【投資本20】デイビッド・スウェンセン著 イェール大学CFOに学ぶ投資哲学
米国の名門大学は、日本とはケタ外れの巨額の資金を運用しています。イェール大学は、この本が書かれた2005年でなんと140億ドル。スウェンセン氏はその財務責任者を20年勤め、年平均16.1%という驚くべきリターンを上げました。経済の専門家の彼が一般の個人投資家にいうのは、インデックスの長期、国際、時間分散です。
![]() | イェール大学CFOに学ぶ投資哲学 (2006/08/18) デイビッド・スウェンセン、瑞穂 のりこ 他 商品詳細を見る |
この鉄則はマルキールやボーグルなどと同じで、ヴァフェットも一般投資家はそうするべきとしているのだから、投資の必勝法なのでしょう。ただ、マルキールやボーグルの著書以上に、いかにインデックスがアクティブに勝つのか、そして、アクティブの運用会社がどれほど不正を働いているかを、実際の企業や個人名を上げて糾弾しています。この本を読めば、インデックスが最強の投資であることがわかるでしょう。
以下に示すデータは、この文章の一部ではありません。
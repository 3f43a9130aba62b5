//! Error types for strata.

use crate::core::types::TypeId;
use std::sync::PoisonError;
use thiserror::Error;

/// Result type alias for strata operations.
pub type Result<T> = std::result::Result<T, Error>;

/// Errors that can occur while declaring or composing plugin types.
#[derive(Error, Debug)]
pub enum Error {
    // Declaration errors
    #[error("Configuration error: {0}")]
    Configuration(String),

    #[error("Unknown type: {0}")]
    UnknownType(TypeId),

    #[error("Registry has been dropped")]
    RegistryDropped,

    // Composition errors
    #[error("Composition error: {0}")]
    Composition(String),

    // Dispatch errors
    #[error("Method not found: {0}")]
    MethodNotFound(String),

    /// Returned by user behaviors to report a failed call. Dispatch passes
    /// it through to the caller unchanged.
    #[error("Plugin call failed: {0}")]
    CallFailed(String),

    // Serialization errors
    #[error("Serialization error: {0}")]
    SerializationError(String),

    // Generic errors
    #[error("Lock poisoned: {0}")]
    LockPoisoned(String),

    #[error("Internal error: {0}")]
    Internal(String),
}

impl Error {
    /// Whether this is a declaration-time configuration error.
    pub fn is_configuration(&self) -> bool {
        matches!(self, Error::Configuration(_))
    }

    /// Whether this is a linearization failure.
    pub fn is_composition(&self) -> bool {
        matches!(self, Error::Composition(_))
    }
}

impl From<serde_json::Error> for Error {
    fn from(err: serde_json::Error) -> Self {
        Error::SerializationError(err.to_string())
    }
}

impl<T> From<PoisonError<T>> for Error {
    fn from(err: PoisonError<T>) -> Self {
        Error::LockPoisoned(err.to_string())
    }
}
//! Composite types.
//!
//! An [`Extended`] combines every frontier member of a root into one type.
//! It defines nothing of its own: members resolve through its linearization,
//! so the most derived plugin branches win.

use crate::core::{Result, Timestamp, TypeId};
use crate::plugin::descriptor::TypeHandle;
use crate::plugin::interface;
use serde_json::Value;
use std::sync::Arc;

/// The composite of a root's frontier.
#[derive(Debug)]
pub struct Extended {
    handle: TypeHandle,
    chain: Arc<[TypeHandle]>,
    built_at: Timestamp,
}

impl Extended {
    pub(crate) fn new(handle: TypeHandle, built_at: Timestamp) -> Self {
        let chain = handle.mro().into();
        Self {
            handle,
            chain,
            built_at,
        }
    }

    /// Composite name, `<Root><suffix>`.
    pub fn name(&self) -> &str {
        self.handle.name()
    }

    /// Type handle of the composite. Usable as a base for further subclassing.
    pub fn handle(&self) -> &TypeHandle {
        &self.handle
    }

    /// Direct supertypes: the frontier at synthesis time.
    pub fn bases(&self) -> &[TypeHandle] {
        self.handle.bases()
    }

    /// Full linearization, starting with the composite itself.
    pub fn mro(&self) -> &[TypeHandle] {
        &self.chain
    }

    pub fn root_id(&self) -> TypeId {
        self.handle.root_id()
    }

    /// When the composite was synthesized.
    pub fn built_at(&self) -> Timestamp {
        self.built_at
    }

    /// Whether `ty` is part of this composite's ancestry.
    pub fn includes(&self, ty: &TypeHandle) -> bool {
        self.chain.contains(ty)
    }

    /// Type whose implementation of `method` wins.
    pub fn resolve(&self, method: &str) -> Option<&TypeHandle> {
        self.chain.iter().find(|ty| ty.defines(method))
    }

    /// Every type implementing `method`, in resolution order.
    pub fn implementers(&self, method: &str) -> Vec<&TypeHandle> {
        self.chain.iter().filter(|ty| ty.defines(method)).collect()
    }

    /// Attribute resolved through the linearization.
    pub fn attribute(&self, key: &str) -> Option<&Value> {
        self.handle.attribute(key)
    }

    /// Invoke the winning implementation of `method`.
    pub fn invoke(&self, method: &str, args: Value) -> Result<Value> {
        interface::dispatch(&self.chain, method, args)
    }

    /// Invoke every implementation of `method` and collect the results.
    pub fn collect(&self, method: &str, args: &Value) -> Result<Vec<Value>> {
        interface::collect(&self.chain, method, args)
    }
}
//! Plugin registry and composer.
//!
//! Tracks, per root, the frontier of most-derived plugin types and builds
//! the cached composite of that frontier on demand.

use crate::core::{now, Error, Result, TypeId};
use crate::plugin::config::RegistryConfig;
use crate::plugin::descriptor::{TypeHandle, TypeKind, TypeNode, TypeSpec};
use crate::plugin::extended::Extended;
use crate::plugin::linearize;
use crate::plugin::snapshot::{RegistrySnapshot, RootSummary, TypeSummary};
use std::collections::{BTreeMap, BTreeSet, HashMap, HashSet};
use std::sync::atomic::{AtomicU64, Ordering};
use std::sync::{Arc, Mutex, OnceLock, PoisonError, RwLock};
use tracing::{debug, info, warn};

/// Per-root bookkeeping.
struct RootState {
    /// Root name
    name: String,
    /// Most-derived known types under the root
    frontier: BTreeSet<TypeId>,
    /// Composite of the current frontier; `None` while invalid
    cached: Option<Arc<Extended>>,
}

impl RootState {
    fn new(root: &TypeHandle) -> Self {
        Self {
            name: root.name().to_string(),
            frontier: BTreeSet::from([root.id()]),
            cached: None,
        }
    }

    fn invalidate(&mut self) {
        if self.cached.take().is_some() {
            debug!(root = %self.name, "composite cache invalidated");
        }
    }
}

pub(crate) struct RegistryInner {
    config: RegistryConfig,
    /// Next id for declared types and composites
    next_id: AtomicU64,
    /// Every declared type. Composites live only in their root's cache.
    types: RwLock<BTreeMap<TypeId, TypeHandle>>,
    /// Lock order: a root's mutex before `types`.
    roots: RwLock<HashMap<TypeId, Arc<Mutex<RootState>>>>,
}

/// Plugin registry.
///
/// Cheap to clone; clones share the same hierarchy.
#[derive(Clone)]
pub struct Registry {
    inner: Arc<RegistryInner>,
}

static GLOBAL: OnceLock<Registry> = OnceLock::new();
//! Serializable view of a registry.

use crate::core::{Result, Timestamp, TypeId};
use crate::plugin::descriptor::{TypeHandle, TypeKind};
use serde::{Deserialize, Serialize};

/// One declared type.
#[derive(Clone, Debug, PartialEq, Serialize, Deserialize)]
pub struct TypeSummary {
    pub id: TypeId,
    pub name: String,
    pub kind: TypeKind,
    pub root: TypeId,
    pub bases: Vec<TypeId>,
    pub registered_at: Timestamp,
}

impl From<&TypeHandle> for TypeSummary {
    fn from(ty: &TypeHandle) -> Self {
        Self {
            id: ty.id(),
            name: ty.name().to_string(),
            kind: ty.kind(),
            root: ty.root_id(),
            bases: ty.bases().iter().map(TypeHandle::id).collect(),
            registered_at: ty.registered_at(),
        }
    }
}

/// Bookkeeping of one root.
#[derive(Clone, Debug, PartialEq, Eq, Serialize, Deserialize)]
pub struct RootSummary {
    pub id: TypeId,
    pub name: String,
    /// Frontier member names, sorted
    pub frontier: Vec<String>,
    pub cache_valid: bool,
    /// Cached composite, if valid
    pub extended: Option<TypeId>,
}

/// Point-in-time view of every type and root.
#[derive(Clone, Debug, Default, PartialEq, Serialize, Deserialize)]
pub struct RegistrySnapshot {
    pub types: Vec<TypeSummary>,
    pub roots: Vec<RootSummary>,
}

impl RegistrySnapshot {
    /// Look up a root by name.
    pub fn root(&self, name: &str) -> Option<&RootSummary> {
        self.roots.iter().find(|r| r.name == name)
    }

    /// Serialize to pretty JSON.
    pub fn to_json(&self) -> Result<String> {
        Ok(serde_json::to_string_pretty(self)?)
    }
}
1980~2000年にアクティブファンドは年平均2.8%下回りました。しかも、インデックスを上回ったファンドは14%しかなく、86%は下回っています。なぜ、かなわないのか。手数料がインデックスより高いというのがあるのですが、問題はこの手数料が何に消えるか。投資の成果を上げるためにつかわれるのならまだしも、販売会社を接待する費用に消えたり、ファンドマネジャーの巨額の報酬に消えている部分も多いのです。また、大口の機関投資家やインサイダーには、前日の価格で販売したりという、グレーゾーンのサービスも行われていました。
「PBHGグロースファンドは2001年に31%の損失を被ったが…(運用責任者の)ゲイリー・ピルグリムは390万ドルの収入になっている。泥棒に仁義なしといわれる通り…」。実名を上げたすさまじい糾弾ぶりです。
しかも、面白いのはインデックスファンドの中でも、いい加減なものがあることを上げている点です同じS&P500のインデックスファンドでも、バンガードの商品と、モルガンスタンレーの商品では、手数料がなんと30倍以上(1万ドルの投資でバンガードは18ドル、モルスタは653ドル)違うのです。こうした、問題あるインデックスファンドやETFも徹底的に批判しています。もちろん、10年以上前の米国の商品だから、日本と単純比較することはできませんが、日本にも高コストの投信が多いのをみると、状況はさほど変わっていないようです。
分散投資の重要性としては、米国株、米国債、インフレ連動債、先進国株、新興国株、不動産をコア資産として、これに分散することを呼びかけています。そして、大部分を期待リターンの高い資産に振り分けることが重要だとしています。モデルポートフォリオは、国内株30%、先進国15%、新興国5%、不動産20%、国債15%、インフレ連動債15%。日本の場合、インフレ連動債がデフレ下ではまったく意味がなかったとはいえ株50%、不動産20%とはなかなか積極的ですね。これに自分なりのアートの部分があるともしています。そして、リバランスの必要性、1つの資産に30%以上分配しないなどの基本もだしています。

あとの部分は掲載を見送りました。